La explicación tal vez esté en una de las obras centrales de la segunda ola: Contra su voluntad, de Susan Brownmiller, que hace un estudio sociológico e histórico de la violación como política patriarcal. En él se evidencia, por ejemplo, cómo en el Código Hammurabi de la Mesopotamia antigua o en pasajes de la Biblia se legitima la violación a las mujeres y cómo después, cuando ésta se tipifica en el derecho romano como un crimen, la violación es en realidad una ofensa para el pater familiae, pues la hija, esposa o hermana es considerada de su propiedad. Describe también las violaciones masivas durante la Primer y la Segunda Guerra Mundial, donde los cuerpos femeninos eran un arma de guerra. En resumen, la mujer como objeto, donde su vida sólo es significativa como moneda de cambio.

 

Por otro lado, en su afán igualitario, el virus elimina los falsos arquetipos que se tienen del cuerpo y la sexualidad de la mujer: por un lado son arpías seductoras que incitan a los hombres y, por otro, mujeres débiles y asustadas que vale la pena proteger; pues los complejiza. El cuerpo femenino, potencialmente contaminado, es a la vez peligroso y vulnerable, foco de contagio y paciente convaleciente; de modo que deja atrás el carácter unidimensional que por siglos se le ha otorgado. De igual forma, la mujer contagiada se rige, por las mismas reglas que sus connacionales hombres; si el hombre debe ser puesto en cuarentena, la mujer, en igualdad de circunstancias,  también deberá confinarse. Ambos apestados por igual.
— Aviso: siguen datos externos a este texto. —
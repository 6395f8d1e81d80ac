//! In-process repository: the local-only variant of the screen, the mock API's store,
//! and the test double for the coordinator.

use std::sync::atomic::{AtomicUsize, Ordering};
use std::sync::Mutex;

use async_trait::async_trait;
use serde_json::{json, Value};
use tokio::sync::RwLock;

use super::{EmployeeRepository, DEFAULT_PAGE_SIZE};
use crate::casing::RawRecord;
use crate::errors::RepositoryError;
use crate::models::EmployeeId;

/// Number of calls made to each repository operation.
#[derive(Debug, Default, Clone, Copy, PartialEq, Eq)]
pub struct RepositoryCalls {
    pub list: usize,
    pub create: usize,
    pub update: usize,
}

#[derive(Debug, Default)]
struct CallCounter {
    list: AtomicUsize,
    create: AtomicUsize,
    update: AtomicUsize,
}

#[derive(Debug)]
struct Store {
    records: Vec<RawRecord>,
    next_id: i64,
}

/// Employees kept in memory, in server convention, in insertion order.
#[derive(Debug)]
pub struct InMemoryEmployeeRepository {
    store: RwLock<Store>,
    calls: CallCounter,
    /// Rejection returned by the next write call.
    fail_next: Mutex<Option<(u16, Option<String>)>>,
}

impl Default for InMemoryEmployeeRepository {
    fn default() -> Self {
        Self::new()
    }
}

impl InMemoryEmployeeRepository {
    pub fn new() -> Self {
        Self::from_records(Vec::new())
    }

    /// Seed with records in server convention. Records without an id get one.
    pub fn from_records(records: Vec<RawRecord>) -> Self {
        let mut next_id = records
            .iter()
            .filter_map(record_id)
            .map(|id| id.0)
            .max()
            .unwrap_or(0)
            + 1;

        let records: Vec<RawRecord> = records
            .into_iter()
            .map(|mut record| {
                if record_id(&record).is_none() {
                    record.insert("id".to_string(), json!(next_id));
                    next_id += 1;
                }
                record
            })
            .collect();

        Self {
            store: RwLock::new(Store { records, next_id }),
            calls: CallCounter::default(),
            fail_next: Mutex::new(None),
        }
    }

    /// The two employees the screen starts with.
    pub fn with_sample_data() -> Self {
        Self::from_records(sample_employees())
    }

    /// Calls made so far.
    pub fn calls(&self) -> RepositoryCalls {
        RepositoryCalls {
            list: self.calls.list.load(Ordering::SeqCst),
            create: self.calls.create.load(Ordering::SeqCst),
            update: self.calls.update.load(Ordering::SeqCst),
        }
    }

    /// Make the next create or update fail with `status` and an optional detail.
    pub fn fail_next_write(&self, status: u16, detail: Option<&str>) {
        if let Ok(mut guard) = self.fail_next.lock() {
            *guard = Some((status, detail.map(str::to_string)));
        }
    }

    pub async fn len(&self) -> usize {
        self.store.read().await.records.len()
    }

    /// One page of the listing, 1-based. Counts as a list call.
    pub async fn list_page(&self, page: usize, size: usize) -> Vec<RawRecord> {
        self.calls.list.fetch_add(1, Ordering::SeqCst);
        let store = self.store.read().await;
        store
            .records
            .iter()
            .skip(page.saturating_sub(1).saturating_mul(size))
            .take(size)
            .cloned()
            .collect()
    }

    fn take_injected_failure(&self) -> Option<RepositoryError> {
        let injected = self.fail_next.lock().ok()?.take()?;
        let (status, detail) = injected;
        Some(RepositoryError::Rejected { status, detail })
    }
}

#[async_trait]
impl EmployeeRepository for InMemoryEmployeeRepository {
    async fn list(&self) -> Result<Vec<RawRecord>, RepositoryError> {
        Ok(self.list_page(1, DEFAULT_PAGE_SIZE).await)
    }

    async fn create(&self, mut record: RawRecord) -> Result<RawRecord, RepositoryError> {
        self.calls.create.fetch_add(1, Ordering::SeqCst);
        if let Some(err) = self.take_injected_failure() {
            return Err(err);
        }

        let number = require_employee_number(&record)?;
        let mut store = self.store.write().await;
        ensure_unique(&store.records, &number, None)?;

        let id = store.next_id;
        store.next_id += 1;
        record.insert("id".to_string(), json!(id));
        store.records.push(record.clone());

        tracing::info!("Created employee {} (number {})", id, number);
        Ok(record)
    }

    async fn update(
        &self,
        id: EmployeeId,
        mut record: RawRecord,
    ) -> Result<RawRecord, RepositoryError> {
        self.calls.update.fetch_add(1, Ordering::SeqCst);
        if let Some(err) = self.take_injected_failure() {
            return Err(err);
        }

        let number = require_employee_number(&record)?;
        let mut store = self.store.write().await;
        let index = store
            .records
            .iter()
            .position(|existing| record_id(existing) == Some(id))
            .ok_or_else(|| RepositoryError::rejected(404, format!("Employee {} not found", id)))?;
        ensure_unique(&store.records, &number, Some(id))?;

        record.insert("id".to_string(), json!(id.0));
        store.records[index] = record.clone();

        tracing::info!("Updated employee {} (number {})", id, number);
        Ok(record)
    }
}

fn record_id(record: &RawRecord) -> Option<EmployeeId> {
    record.get("id").and_then(Value::as_i64).map(EmployeeId)
}

/// Employee number as text, whether stored as a number or a string.
fn employee_number(record: &RawRecord) -> Option<String> {
    match record.get("employee_number")? {
        Value::Number(n) => Some(n.to_string()),
        Value::String(s) if !s.trim().is_empty() => Some(s.trim().to_string()),
        _ => None,
    }
}

fn require_employee_number(record: &RawRecord) -> Result<String, RepositoryError> {
    employee_number(record)
        .ok_or_else(|| RepositoryError::rejected(422, "employee_number is required"))
}

fn ensure_unique(
    records: &[RawRecord],
    number: &str,
    except: Option<EmployeeId>,
) -> Result<(), RepositoryError> {
    let taken = records.iter().any(|existing| {
        record_id(existing) != except && employee_number(existing).as_deref() == Some(number)
    });

    if taken {
        return Err(RepositoryError::rejected(
            409,
            format!("Employee number {} already exists", number),
        ));
    }
    Ok(())
}

fn sample_employees() -> Vec<RawRecord> {
    let samples = [
        json!({
            "employee_number": 1001,
            "first_name": "Alice",
            "last_name": "Anderson",
            "full_name": "Alice Anderson",
            "salutation": "Ms.",
            "gender": "Female",
            "gross_salary": "50000",
            "profile_color": "Blue"
        }),
        json!({
            "employee_number": 1002,
            "first_name": "Bob",
            "last_name": "Brown",
            "full_name": "Bob Brown",
            "salutation": "Mr.",
            "gender": "Male",
            "gross_salary": "60000",
            "profile_color": "Green"
        }),
    ];

    samples
        .into_iter()
        .filter_map(|value| match value {
            Value::Object(map) => Some(map),
            _ => None,
        })
        .collect()
}
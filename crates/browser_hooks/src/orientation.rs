use browser_hooks_core::{Orientation, OrientationOptions, OrientationTracker};
use leptos::{create_rw_signal, logging, on_cleanup, Signal, SignalSet};

use crate::platform::HookHost;

/// [`use_orientation_with_options`] settling on the next animation frame.
pub fn use_orientation() -> Signal<Orientation> {
    use_orientation_with_options(OrientationOptions::default())
}

/// Tracks the screen orientation from the `(orientation: …)` media queries.
///
/// Starts at [`Orientation::Unknown`]. Each `orientationchange` or `resize` schedules a read
/// after the settle period, replacing any read still pending.
pub fn use_orientation_with_options(options: OrientationOptions) -> Signal<Orientation> {
    orientation_with(&HookHost::browser(), options)
}

pub(crate) fn orientation_with(
    host: &HookHost,
    options: OrientationOptions,
) -> Signal<Orientation> {
    let orientation = create_rw_signal(Orientation::Unknown);
    let read_orientation = host.orientation.clone();
    let tracker = OrientationTracker::new(host.scheduler.clone(), options, move || {
        read_orientation()
    });
    tracker.on_update(move |next| {
        if !next.is_known() {
            logging::warn!("use_orientation: no orientation media query matched");
        }
        orientation.set(next);
    });
    tracker.request_recompute();

    let trigger = tracker.clone();
    let listener = host.window_listener(
        "use_orientation",
        &["orientationchange", "resize"],
        move || trigger.request_recompute(),
    );

    on_cleanup(move || {
        drop(listener);
        tracker.dispose();
    });
    orientation.into()
}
Así, ya no serán sólo ellas las que se cuiden de subirse al transporte público para salvaguardar su vida, las que miren con recelo a todo aquel que se les aproxime, las que vivan en un constante toque de queda.

El COVID-19, al ser un nuevo tipo de coronavirus, pone en jaque investigaciones de epidemiólogos y requiere su propia vacuna, y, de igual manera y sin saberlo, hecha por la borda afirmaciones absurdas como la de los biólogos Randy Thornhill y Craig T. Palmer, autores de Una historia nacional de la violación: “En todas partes, la gente entiende el sexo como algo que las mujeres tienen y los hombres quieren”, ya que si los hombres son esos animales sexuales incontrolables capaces de todo por satisfacer su libido y sólo ven a la mujer como el objeto de su deseo, deberían ser incapaces de pensarlas como sujetos que, al igual que ellos, son vulnerables al virus e incluso, como sujetos con capacidad de transmitirlo. Pero mientras el virus nos obliga a repensar una nueva forma de relacionarnos, tal vez sería bueno que, por ahora, se afirmara que todas las mujeres de este país sufren de COVID-19 para que, al momento de salir a la calle, dejen de vivir con miedo.